U.S. will allow generic drugs in global AIDS fight
The U.S. government, under fire for choosing a former drug company executive to head its $15 billion AIDS program, said on Tuesday it was ready to use cheap generic anti-HIV drugs to fight the disease in Africa. The appointment earlier this month of Randall Tobias, the retired chairman and CEO of Eli Lilly, was attacked by activists who said it showed the U.S. AIDS policy was tied to the interests of the pharmaceutical industry. But U.S. officials at an international AIDS conference said Washington would buy lower-cost generics if they were cost-effective, despite industry concerns that copied versions of patented drugs undermine innovation. "We certainly want to get the highest quality at the lowest price," said Anthony Fauci, director of the National Institute of Allergy and Infectious Diseases. "That may mean getting it from the (brand-name) companies who bring their price low enough so it is feasible to be part of the program. It does not exclude generic drugs. There will be a number of different approaches depending on the country."

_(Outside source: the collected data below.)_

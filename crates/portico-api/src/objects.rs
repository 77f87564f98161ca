// Generic addressing for Data Plane configuration objects.
//
// Backends, servers, frontends and binds share one CRUD shape. The only
// thing that varies is where the collection lives: backends and frontends
// are top-level, servers and binds are nested under a named parent. Each
// model type declares its kind, and the client builds paths from that.

use serde::Serialize;
use serde::de::DeserializeOwned;
use strum::{Display, EnumIter, IntoStaticStr};

use crate::error::Error;

/// The four configuration object kinds the reconciler manages.
#[derive(
    Debug, Clone, Copy, PartialEq, Eq, PartialOrd, Ord, Hash, Display, IntoStaticStr, EnumIter,
)]
#[strum(serialize_all = "lowercase")]
pub enum ObjectKind {
    Backend,
    Server,
    Frontend,
    Bind,
}

impl ObjectKind {
    /// Collection segment under `configuration/`.
    pub fn collection(self) -> &'static str {
        match self {
            Self::Backend => "backends",
            Self::Server => "servers",
            Self::Frontend => "frontends",
            Self::Bind => "binds",
        }
    }

    /// The kind this one is nested under, if any.
    pub fn parent(self) -> Option<Self> {
        match self {
            Self::Backend | Self::Frontend => None,
            Self::Server => Some(Self::Backend),
            Self::Bind => Some(Self::Frontend),
        }
    }

    /// Path segments (relative to the service root) of this kind's
    /// collection within `scope`.
    ///
    /// `configuration/backends`, `configuration/backends/{b}/servers`, ...
    pub fn collection_segments(self, scope: Scope<'_>) -> Result<Vec<String>, Error> {
        let mut segments = vec!["configuration".to_owned()];
        match (self.parent(), scope) {
            (None, Scope::Root) => {}
            (Some(parent), Scope::Parent(name)) => {
                segments.push(parent.collection().to_owned());
                segments.push(name.to_owned());
            }
            (Some(parent), Scope::Root) => {
                return Err(Error::MissingParent { kind: self, parent });
            }
            (None, Scope::Parent(name)) => {
                return Err(Error::UnexpectedParent {
                    kind: self,
                    parent: name.to_owned(),
                });
            }
        }
        segments.push(self.collection().to_owned());
        Ok(segments)
    }
}

/// Where an object lives: at the configuration root, or under a named parent.
#[derive(Debug, Clone, Copy, PartialEq, Eq)]
pub enum Scope<'a> {
    Root,
    Parent(&'a str),
}

/// A configuration object the generic client can list, get, create and delete.
pub trait ConfigObject: Serialize + DeserializeOwned + Send + Sync {
    const KIND: ObjectKind;

    /// The object's unique name within its collection.
    fn name(&self) -> &str;
}

#[cfg(test)]
mod tests {
    use super::*;
    use strum::IntoEnumIterator;

    #[test]
    fn top_level_collections() {
        assert_eq!(
            ObjectKind::Backend
                .collection_segments(Scope::Root)
                .unwrap_or_default(),
            vec!["configuration", "backends"]
        );
        assert_eq!(
            ObjectKind::Frontend
                .collection_segments(Scope::Root)
                .unwrap_or_default(),
            vec!["configuration", "frontends"]
        );
    }

    #[test]
    fn nested_collections() {
        assert_eq!(
            ObjectKind::Bind
                .collection_segments(Scope::Parent("fe-1"))
                .unwrap_or_default(),
            vec!["configuration", "frontends", "fe-1", "binds"]
        );
        assert_eq!(
            ObjectKind::Server
                .collection_segments(Scope::Parent("be-1"))
                .unwrap_or_default(),
            vec!["configuration", "backends", "be-1", "servers"]
        );
    }

    #[test]
    fn scope_mismatch_is_rejected() {
        assert!(matches!(
            ObjectKind::Server.collection_segments(Scope::Root),
            Err(Error::MissingParent {
                kind: ObjectKind::Server,
                parent: ObjectKind::Backend
            })
        ));
        assert!(matches!(
            ObjectKind::Frontend.collection_segments(Scope::Parent("x")),
            Err(Error::UnexpectedParent { .. })
        ));
    }

    #[test]
    fn every_nested_kind_has_a_top_level_parent() {
        for kind in ObjectKind::iter() {
            if let Some(parent) = kind.parent() {
                assert_eq!(parent.parent(), None, "{kind} nests too deep");
            }
        }
    }
}
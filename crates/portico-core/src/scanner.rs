// ── Live-state scanner ──
//
// Reads what an exposure currently owns on the control plane. Ownership is
// recovered purely from name prefixes, so objects left behind by older
// revisions of the exposure show up here too and get cleaned up by the
// next pass.

use std::collections::BTreeSet;

use tokio_util::sync::CancellationToken;
use tracing::debug;

use portico_api::{
    Backend, Bind, ConfigObject, DataplaneClient, Frontend, ObjectKind, Scope, Server,
};

use crate::error::CoreError;
use crate::naming;

/// A child object together with the name of the object it lives under.
#[derive(Debug, Clone, PartialEq)]
pub struct Nested<T> {
    pub parent: String,
    pub object: T,
}

/// Every object an exposure owns right now.
#[derive(Debug, Clone, Default, PartialEq)]
pub struct LiveGraph {
    pub backends: Vec<Backend>,
    pub servers: Vec<Nested<Server>>,
    pub frontends: Vec<Frontend>,
    pub binds: Vec<Nested<Bind>>,
}

impl LiveGraph {
    pub fn is_empty(&self) -> bool {
        self.backends.is_empty()
            && self.servers.is_empty()
            && self.frontends.is_empty()
            && self.binds.is_empty()
    }

    pub fn object_count(&self) -> usize {
        self.backends.len() + self.servers.len() + self.frontends.len() + self.binds.len()
    }

    /// `(kind, parent/name)` for every object, comparable with
    /// [`TargetGraph::object_names`](crate::desired::TargetGraph::object_names).
    pub fn object_names(&self) -> BTreeSet<(ObjectKind, String)> {
        let mut names = BTreeSet::new();
        names.extend(
            self.backends
                .iter()
                .map(|b| (ObjectKind::Backend, b.name.clone())),
        );
        names.extend(
            self.servers
                .iter()
                .map(|s| (ObjectKind::Server, format!("{}/{}", s.parent, s.object.name))),
        );
        names.extend(
            self.frontends
                .iter()
                .map(|f| (ObjectKind::Frontend, f.name.clone())),
        );
        names.extend(
            self.binds
                .iter()
                .map(|b| (ObjectKind::Bind, format!("{}/{}", b.parent, b.object.name))),
        );
        names
    }
}

/// List owned objects of kind `T` in `scope`.
async fn owned<T: ConfigObject>(
    client: &DataplaneClient,
    uid: &str,
    scope: Scope<'_>,
    txn: Option<&str>,
    cancel: &CancellationToken,
) -> Result<Vec<T>, CoreError> {
    if cancel.is_cancelled() {
        return Err(CoreError::Cancelled);
    }
    let prefix = naming::ownership_prefix(T::KIND, uid);
    let all: Vec<T> = client.list(scope, txn).await?;
    let total = all.len();
    let mine: Vec<T> = all
        .into_iter()
        .filter(|o| o.name().starts_with(&prefix))
        .collect();
    debug!(kind = %T::KIND, total, owned = mine.len(), "listed");
    Ok(mine)
}

/// Owned listener groups and their binds. Enough to answer a status query.
pub async fn scan_listeners(
    client: &DataplaneClient,
    uid: &str,
    txn: Option<&str>,
    cancel: &CancellationToken,
) -> Result<(Vec<Frontend>, Vec<Nested<Bind>>), CoreError> {
    let frontends: Vec<Frontend> = owned(client, uid, Scope::Root, txn, cancel).await?;
    let mut binds = Vec::new();
    for frontend in &frontends {
        let children: Vec<Bind> =
            owned(client, uid, Scope::Parent(&frontend.name), txn, cancel).await?;
        binds.extend(children.into_iter().map(|object| Nested {
            parent: frontend.name.clone(),
            object,
        }));
    }
    Ok((frontends, binds))
}

/// Full scan: backends, their servers, frontends, their binds.
///
/// Children are only listed under owned parents, so an exposure never
/// reads another exposure's pools.
pub async fn scan(
    client: &DataplaneClient,
    uid: &str,
    txn: Option<&str>,
    cancel: &CancellationToken,
) -> Result<LiveGraph, CoreError> {
    let backends: Vec<Backend> = owned(client, uid, Scope::Root, txn, cancel).await?;
    let mut servers = Vec::new();
    for backend in &backends {
        let children: Vec<Server> =
            owned(client, uid, Scope::Parent(&backend.name), txn, cancel).await?;
        servers.extend(children.into_iter().map(|object| Nested {
            parent: backend.name.clone(),
            object,
        }));
    }

    let (frontends, binds) = scan_listeners(client, uid, txn, cancel).await?;

    let graph = LiveGraph {
        backends,
        servers,
        frontends,
        binds,
    };
    debug!(uid, objects = graph.object_count(), "scan complete");
    Ok(graph)
}

#[cfg(test)]
mod tests {
    use super::*;

    #[test]
    fn empty_graph_reports_empty() {
        let graph = LiveGraph::default();
        assert!(graph.is_empty());
        assert_eq!(graph.object_count(), 0);
        assert!(graph.object_names().is_empty());
    }

    #[test]
    fn nested_names_carry_parent() {
        let graph = LiveGraph {
            backends: vec![Backend::tcp_round_robin("backend-u3-abc-http-tcp")],
            servers: vec![Nested {
                parent: "backend-u3-abc-http-tcp".into(),
                object: Server::new("server-u3-abc-n-30080-0", "10.0.0.1", 30080),
            }],
            frontends: Vec::new(),
            binds: Vec::new(),
        };
        assert!(!graph.is_empty());
        let names = graph.object_names();
        assert!(names.contains(&(
            ObjectKind::Server,
            "backend-u3-abc-http-tcp/server-u3-abc-n-30080-0".to_string()
        )));
        assert_eq!(names.len(), 2);
    }
}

Until Tuesday Bush administration officials had opposed the use of generic anti-HIV medications to treat HIV-positive people in developing countries, claiming that World Trade Organization plans to allow poor countries to override drug patents could be abused to make cheap copies of non-disease-related medications, like Viagra. The United States was the sole holdout in backing a WTO resolution permitting developing nations to make or import generic medications because of drug patent concerns.

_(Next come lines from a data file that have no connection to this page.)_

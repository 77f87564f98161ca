// ── Naming scheme ──
//
// Every object portico creates is owned by exactly one exposure, and the
// control plane has no way to record that. Ownership lives in the name:
// each name starts with `{tag}-{owner}-`, where `owner` is a prefix-free
// encoding of the exposure UID. The scanner recovers ownership by prefix
// match, so all name construction goes through this module.
//
// Names only use ASCII letters, digits and `-`.

use sha2::{Digest, Sha256};

use portico_api::ObjectKind;

use crate::model::PortSpec;

/// Free-form components (port and node names) longer than this are
/// shortened and suffixed with a digest.
const MAX_COMPONENT_LEN: usize = 40;
const TRUNCATED_COMPONENT_LEN: usize = 31;

/// UIDs longer than this are encoded by digest instead of verbatim.
const MAX_VERBATIM_UID_LEN: usize = 64;

/// Hex characters of SHA-256 used for a digest-encoded UID.
const UID_DIGEST_HEX: usize = 16;

/// Name tag for each object kind.
fn tag(kind: ObjectKind) -> &'static str {
    kind.into()
}

fn is_name_char(c: char) -> bool {
    c.is_ascii_alphanumeric() || c == '-'
}

fn hex_digest(raw: &str, hex_len: usize) -> String {
    Sha256::digest(raw.as_bytes())
        .iter()
        .map(|b| format!("{b:02x}"))
        .collect::<String>()
        .chars()
        .take(hex_len)
        .collect()
}

/// Replace every character outside `[A-Za-z0-9-]` with `-`.
pub fn sanitize(raw: &str) -> String {
    raw.chars()
        .map(|c| if is_name_char(c) { c } else { '-' })
        .collect()
}

/// A sanitized free-form component, shortened deterministically when long.
fn component(raw: &str) -> String {
    let clean = sanitize(raw);
    if clean.len() <= MAX_COMPONENT_LEN {
        return clean;
    }
    let head: String = clean.chars().take(TRUNCATED_COMPONENT_LEN).collect();
    format!("{head}-{}", hex_digest(raw, 8))
}

/// Prefix-free owner segment for an exposure UID.
///
/// Verbatim UIDs encode as `u{len}-{uid}`; the length is terminated by
/// `-`, so no encoded UID is a prefix of another (`u3-abc` vs `u5-abc-d`).
/// UIDs that are empty, too long, or contain characters outside the name
/// alphabet encode as `h-{digest}` with a fixed-width digest, which keeps
/// the two forms disjoint.
pub fn owner_segment(uid: &str) -> String {
    let verbatim =
        !uid.is_empty() && uid.len() <= MAX_VERBATIM_UID_LEN && uid.chars().all(is_name_char);
    if verbatim {
        format!("u{}-{uid}", uid.len())
    } else {
        format!("h-{}", hex_digest(uid, UID_DIGEST_HEX))
    }
}

/// The prefix every `kind` object owned by `uid` starts with.
pub fn ownership_prefix(kind: ObjectKind, uid: &str) -> String {
    format!("{}-{}-", tag(kind), owner_segment(uid))
}

/// Whether `name` is a `kind` object owned by `uid`.
pub fn is_owned(kind: ObjectKind, uid: &str, name: &str) -> bool {
    name.starts_with(&ownership_prefix(kind, uid))
}

/// Port component: the port name, or the external port number when unnamed,
/// followed by the lower-cased protocol.
fn port_component(port: &PortSpec) -> String {
    let name = if port.name.is_empty() {
        port.external_port.to_string()
    } else {
        component(&port.name)
    };
    format!("{name}-{}", port.protocol.to_string().to_ascii_lowercase())
}

/// Pool (backend) for one port of an exposure.
pub fn pool_name(uid: &str, port: &PortSpec) -> String {
    format!(
        "{}{}",
        ownership_prefix(ObjectKind::Backend, uid),
        port_component(port)
    )
}

/// Pool member (server) for the `ordinal`-th node.
pub fn member_name(uid: &str, node: &str, worker_port: u16, ordinal: usize) -> String {
    format!(
        "{}{}-{worker_port}-{ordinal}",
        ownership_prefix(ObjectKind::Server, uid),
        component(node)
    )
}

/// Listener group (frontend) for one port of an exposure.
pub fn group_name(uid: &str, port: &PortSpec) -> String {
    format!(
        "{}{}",
        ownership_prefix(ObjectKind::Frontend, uid),
        port_component(port)
    )
}

/// Listener bind for the `ordinal`-th external address.
pub fn bind_name(uid: &str, external_port: u16, ordinal: usize) -> String {
    format!(
        "{}{external_port}-{ordinal}",
        ownership_prefix(ObjectKind::Bind, uid)
    )
}

/// Human-facing load balancer name for an exposure.
pub fn exposure_name(uid: &str) -> String {
    format!("haproxy-{uid}")
}
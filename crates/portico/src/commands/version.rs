//! `portico version` -- print the Data Plane configuration version.

use portico_core::{CoreError, ExposureController};

use crate::cli::GlobalOpts;
use crate::error::CliError;
use crate::output;

pub async fn handle(controller: &ExposureController, global: &GlobalOpts) -> Result<(), CliError> {
    let version = controller
        .client()
        .configuration_version()
        .await
        .map_err(CoreError::from)?;
    output::print_output(&version.to_string(), global.quiet);
    Ok(())
}
// portico-api: Async Rust client for the HAProxy Data Plane API (configuration + transactions)

pub mod auth;
pub mod client;
pub mod error;
pub mod models;
pub mod objects;
pub mod transaction;
pub mod transport;

pub use auth::Credentials;
pub use client::DataplaneClient;
pub use error::Error;
pub use models::{Backend, Balance, BalanceAlgorithm, Bind, Frontend, ProxyMode, Server};
pub use objects::{ConfigObject, ObjectKind, Scope};
pub use transaction::{Transaction, TransactionStatus};
pub use transport::{TlsMode, TransportConfig};
// Shared transport configuration for building reqwest::Client instances.
//
// TLS and timeout settings for the Data Plane API live here so the
// client constructor stays focused on URL and credential handling.

use std::path::PathBuf;
use std::time::Duration;

use crate::error::Error;

/// TLS verification mode (api-level mirror of core's TlsVerification).
#[derive(Debug, Clone)]
pub enum TlsMode {
    /// Use the system certificate store.
    System,
    /// Use a custom CA certificate from the given PEM file.
    CustomCa(PathBuf),
    /// Accept any certificate (for self-signed Data Plane endpoints).
    DangerAcceptInvalid,
}

/// Shared transport configuration for building HTTP clients.
///
/// `timeout` is the only deadline applied to Data Plane calls; the
/// reconciler itself never times out.
#[derive(Debug, Clone)]
pub struct TransportConfig {
    pub tls: TlsMode,
    pub timeout: Duration,
}

impl Default for TransportConfig {
    fn default() -> Self {
        Self {
            tls: TlsMode::System,
            timeout: Duration::from_secs(30),
        }
    }
}

impl TransportConfig {
    /// Build a `reqwest::Client` from this config.
    pub fn build_client(&self) -> Result<reqwest::Client, Error> {
        let mut builder = reqwest::Client::builder()
            .timeout(self.timeout)
            .user_agent(concat!("portico/", env!("CARGO_PKG_VERSION")));

        match &self.tls {
            TlsMode::System => {}
            TlsMode::CustomCa(path) => {
                let cert_pem = std::fs::read(path)
                    .map_err(|e| Error::Tls(format!("failed to read CA cert: {e}")))?;
                let cert = reqwest::Certificate::from_pem(&cert_pem)
                    .map_err(|e| Error::Tls(format!("invalid CA cert: {e}")))?;
                builder = builder.add_root_certificate(cert);
            }
            TlsMode::DangerAcceptInvalid => {
                builder = builder.danger_accept_invalid_certs(true);
            }
        }

        builder
            .build()
            .map_err(|e| Error::Tls(format!("failed to build HTTP client: {e}")))
    }
}
use thiserror::Error;

use crate::objects::ObjectKind;

/// Top-level error type for the `portico-api` crate.
///
/// Covers every failure mode of a single Data Plane API call:
/// authentication, transport, API-level rejections, and payload decoding.
/// `portico-core` maps these into reconciliation diagnostics.
#[derive(Debug, Error)]
pub enum Error {
    // ── Authentication ──────────────────────────────────────────────
    /// Credentials rejected (HTTP 401) or not encodable as a header.
    #[error("Authentication failed: {message}")]
    Authentication { message: String },

    // ── Transport ───────────────────────────────────────────────────
    /// HTTP transport error (connection refused, DNS failure, timeout, etc.)
    #[error("HTTP transport error: {0}")]
    Transport(#[from] reqwest::Error),

    /// URL parsing error.
    #[error("Invalid URL: {0}")]
    InvalidUrl(#[from] url::ParseError),

    /// TLS setup or certificate error.
    #[error("TLS error: {0}")]
    Tls(String),

    // ── Data Plane API ──────────────────────────────────────────────
    /// Non-2xx response, parsed from the `{ code, message }` error body.
    #[error("Data Plane API error (HTTP {status}): {message}")]
    Api {
        message: String,
        code: Option<i64>,
        status: u16,
    },

    /// The configuration version moved between reading it and opening
    /// a transaction against it.
    #[error("Configuration version {version} is stale: {message}")]
    VersionConflict { version: i64, message: String },

    /// `configuration/version` returned something that isn't an integer.
    #[error("Invalid configuration version: {raw:?}")]
    InvalidVersion { raw: String },

    // ── Data ────────────────────────────────────────────────────────
    /// JSON deserialization failed, with the raw body for debugging.
    #[error("Deserialization error: {message}")]
    Deserialization { message: String, body: String },

    // ── Request construction ────────────────────────────────────────
    /// A nested object kind was addressed without its parent.
    #[error("{kind} objects live under a {parent}, but no parent was given")]
    MissingParent {
        kind: ObjectKind,
        parent: ObjectKind,
    },

    /// A top-level object kind was addressed with a parent.
    #[error("{kind} objects are top-level, got parent '{parent}'")]
    UnexpectedParent { kind: ObjectKind, parent: String },
}

impl Error {
    /// HTTP status code of the failed response, if there was one.
    pub fn status(&self) -> Option<u16> {
        match self {
            Self::Transport(e) => e.status().map(|s| s.as_u16()),
            Self::Api { status, .. } => Some(*status),
            Self::VersionConflict { .. } => Some(409),
            Self::Authentication { .. } => Some(401),
            _ => None,
        }
    }

    /// Returns `true` if this is a transient error worth retrying on the
    /// next reconciliation cycle.
    pub fn is_transient(&self) -> bool {
        match self {
            Self::Transport(e) => e.is_timeout() || e.is_connect(),
            Self::VersionConflict { .. } => true,
            Self::Api { status, .. } => *status >= 500,
            _ => false,
        }
    }

    /// Returns `true` if this is a "not found" error.
    pub fn is_not_found(&self) -> bool {
        self.status() == Some(404)
    }
}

Fauci was sharing a platform in Paris with Secretary of Health and Human Services Tommy Thompson, who urged other countries to follow the U.S. lead in doing more in the fight against AIDS. Thompson also chairs the board of the Global Fund to Fight AIDS, Tuberculosis and Malaria--launched a year ago at the behest of United Nations Secretary-General Kofi Annan--which held a separate meeting for donors in Paris on Wednesday. Thompson said he was "cautiously optimistic" the fund would raise some new money this year, but noted it would fall $500-800 million short of the amount needed to fund all the programs due to be approved by its scientific experts in 2003.